# On $SL(2,\mathbb{R})$-Cocycles over Irrational Rotations with Secondary Collisions

*2023, Volume 28, Number 2, pp. 207-226*

Author(s):

**Ivanov A. V.**

We consider a skew product $F_{A} = (\sigma_{\omega}, A)$ over irrational rotation $\sigma_{\omega}(x) = x + \omega$ of a circle $\mathbb{T}^{1}$. It is supposed that the transformation $A: \mathbb{T}^{1} \to SL(2, \mathbb{R})$
which is a $C^{1}$-map has the form $A(x) = R\big(\varphi(x)\big) Z\big(\lambda(x)\big)$, where $R(\varphi)$ is a rotation in $\mathbb{R}^{2}$ through the angle $\varphi$ and $Z(\lambda)= \text{diag}\{\lambda, \lambda^{-1}\}$ is a diagonal matrix.

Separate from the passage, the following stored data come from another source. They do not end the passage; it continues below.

//! Edge blends: equal-distance chamfer and constant-radius fillet.
//!
//! A blended edge is removed and replaced by two setback edges, one on each
//! adjacent face, joined by a new band face. Adjacent faces are not trimmed.

use std::collections::HashSet;
use std::f64::consts::PI;

use part_geom::Vec3;
use tracing::debug;

use super::topology::*;
use super::ReferenceKernel;
use crate::curve::Curve;
use crate::types::{EdgeId, KernelError};

/// Smallest blend result radius accepted for circular edges.
const MIN_RADIUS: f64 = 1e-9;

fn take_edge(solid: &mut RefSolid, id: EdgeId) -> Result<RefEdge, KernelError> {
    let pos = solid
        .edges
        .iter()
        .position(|e| e.id == id)
        .ok_or(KernelError::EdgeNotFound { id })?;
    Ok(solid.edges.remove(pos))
}

fn unique(edges: &[EdgeId]) -> Vec<EdgeId> {
    let mut seen = HashSet::new();
    edges.iter().copied().filter(|id| seen.insert(*id)).collect()
}

fn shared_faces(edge: &RefEdge) -> Option<(EdgeUse, EdgeUse)> {
    match edge.uses.as_slice() {
        [a, b] => Some((a.clone(), b.clone())),
        _ => None,
    }
}

/// `curve` moved by `distance` along `inward`.
fn setback(curve: &Curve, inward: &Inward, distance: f64) -> Option<Curve> {
    match (curve, inward) {
        (Curve::Line { .. }, Inward::Fixed(w)) => Some(curve.translated(*w * distance)),
        (
            Curve::Arc {
                center,
                axis,
                ref_dir,
                radius,
                sweep,
            },
            Inward::Polar { radial, axial },
        ) => {
            let radius = radius + radial * distance;
            (radius > MIN_RADIUS).then(|| Curve::Arc {
                center: *center + *axis * (axial * distance),
                axis: *axis,
                ref_dir: *ref_dir,
                radius,
                sweep: *sweep,
            })
        }
        _ => None,
    }
}

/// Direction across a chamfer band, from the setback along `from` toward the one along `to`.
fn across(from: &Inward, to: &Inward) -> Inward {
    match (from, to) {
        (Inward::Fixed(a), Inward::Fixed(b)) => Inward::Fixed((*b - *a).normalized().unwrap_or(Vec3::ZERO)),
        (
            Inward::Polar {
                radial: r1,
                axial: a1,
            },
            Inward::Polar {
                radial: r2,
                axial: a2,
            },
        ) => {
            let (dr, da) = (r2 - r1, a2 - a1);
            let len = dr.hypot(da).max(MIN_RADIUS);
            Inward::Polar {
                radial: dr / len,
                axial: da / len,
            }
        }
        _ => *to,
    }
}

impl ReferenceKernel {
    pub(crate) fn chamfer_solid(
        &mut self,
        mut solid: RefSolid,
        edges: &[EdgeId],
        distance: f64,
    ) -> Result<RefSolid, KernelError> {
        for id in unique(edges) {
            let edge = take_edge(&mut solid, id)?;
            let (first, second) = shared_faces(&edge).ok_or_else(|| KernelError::ChamferFailed {
                reason: format!("edge {} is not shared by two faces", id.0),
            })?;
            let too_far = || KernelError::ChamferFailed {
                reason: format!("distance {distance} does not fit edge {}", id.0),
            };
            let c1 = setback(&edge.curve, &first.inward, distance).ok_or_else(too_far)?;
            let c2 = setback(&edge.curve, &second.inward, distance).ok_or_else(too_far)?;

            let band = self.new_face(
                Surface::Ruled {
                    a: c1.clone(),
                    b: c2.clone(),
                },
                FaceRole::Blend,
                false,
            );
            let band_id = band.id;
            solid.faces.push(band);

            let e1 = self.new_edge(
                c1,
                vec![
                    first.clone(),
                    EdgeUse {
                        face: band_id,
                        inward: across(&first.inward, &second.inward),
                    },
                ],
            );
            let e2 = self.new_edge(
                c2,
                vec![
                    second.clone(),
                    EdgeUse {
                        face: band_id,
                        inward: across(&second.inward, &first.inward),
                    },
                ],
            );
            debug!(edge = id.0, distance, "chamfered edge");
            solid.edges.push(e1);
            solid.edges.push(e2);
        }
        Ok(solid)
    }

    pub(crate) fn fillet_solid(
        &mut self,
        mut solid: RefSolid,
        edges: &[EdgeId],
        radius: f64,
    ) -> Result<RefSolid, KernelError> {
        for id in unique(edges) {
            let edge = take_edge(&mut solid, id)?;
            let (first, second) = shared_faces(&edge).ok_or_else(|| KernelError::FilletFailed {
                reason: format!("edge {} is not shared by two faces", id.0),
            })?;
            let (Curve::Line { start, end }, Inward::Fixed(w1), Inward::Fixed(w2)) =
                (&edge.curve, first.inward, second.inward)
            else {
                return Err(KernelError::FilletFailed {
                    reason: format!("edge {} is not straight", id.0),
                });
            };
            let (Some(w1), Some(w2)) = (w1.normalized(), w2.normalized()) else {
                return Err(KernelError::FilletFailed {
                    reason: format!("edge {} has degenerate neighbours", id.0),
                });
            };
            let opening = w1.angle_to(&w2);
            if !(1e-3..PI - 1e-3).contains(&opening) {
                return Err(KernelError::FilletFailed {
                    reason: format!("faces at edge {} are tangent", id.0),
                });
            }
            let Some(bisector) = (w1 + w2).normalized() else {
                return Err(KernelError::FilletFailed {
                    reason: format!("faces at edge {} are tangent", id.0),
                });
            };
            let half = opening / 2.0;
            let tangent_offset = radius / half.tan();
            let center_offset = bisector * (radius / half.sin());
            let from = w1 * tangent_offset - center_offset;
            let to = w2 * tangent_offset - center_offset;

            let band = self.new_face(
                Surface::Rolled {
                    spine_start: *start + center_offset,
                    spine_end: *end + center_offset,
                    from,
                    to,
                },
                FaceRole::Blend,
                false,
            );
            let band_id = band.id;
            solid.faces.push(band);

            let along_arc = |a: Vec3, b: Vec3| {
                let unit = a / radius;
                (b - unit * b.dot(&unit)).normalized().unwrap_or(Vec3::ZERO)
            };
            let t1 = self.new_edge(
                edge.curve.translated(w1 * tangent_offset),
                vec![
                    EdgeUse {
                        face: first.face,
                        inward: Inward::Fixed(w1),
                    },
                    EdgeUse {
                        face: band_id,
                        inward: Inward::Fixed(along_arc(from, to)),
                    },
                ],
            );
            let t2 = self.new_edge(
                edge.curve.translated(w2 * tangent_offset),
                vec![
                    EdgeUse {
                        face: second.face,
                        inward: Inward::Fixed(w2),
                    },
                    EdgeUse {
                        face: band_id,
                        inward: Inward::Fixed(along_arc(to, from)),
                    },
                ],
            );
            debug!(edge = id.0, radius, setback = tangent_offset, "filleted edge");
            solid.edges.push(t1);
            solid.edges.push(t2);
        }
        Ok(solid)
    }
}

Assuming that $\lambda(x) \geqslant \lambda_{0} > 1$ with a sufficiently large constant $\lambda_{0}$ and the function $\varphi$
is such that $\cos \varphi(x)$ possesses only simple zeroes, we study hyperbolic properties of
the cocycle generated by $F_{A}$. We apply the critical set method to show that, under some
additional requirements on the derivative of the function $\varphi$, the secondary collisions compensate weakening of the hyperbolicity due to primary collisions and the cocycle generated by $F_{A}$ becomes uniformly hyperbolic
in contrast to the case where secondary collisions can be partially eliminated.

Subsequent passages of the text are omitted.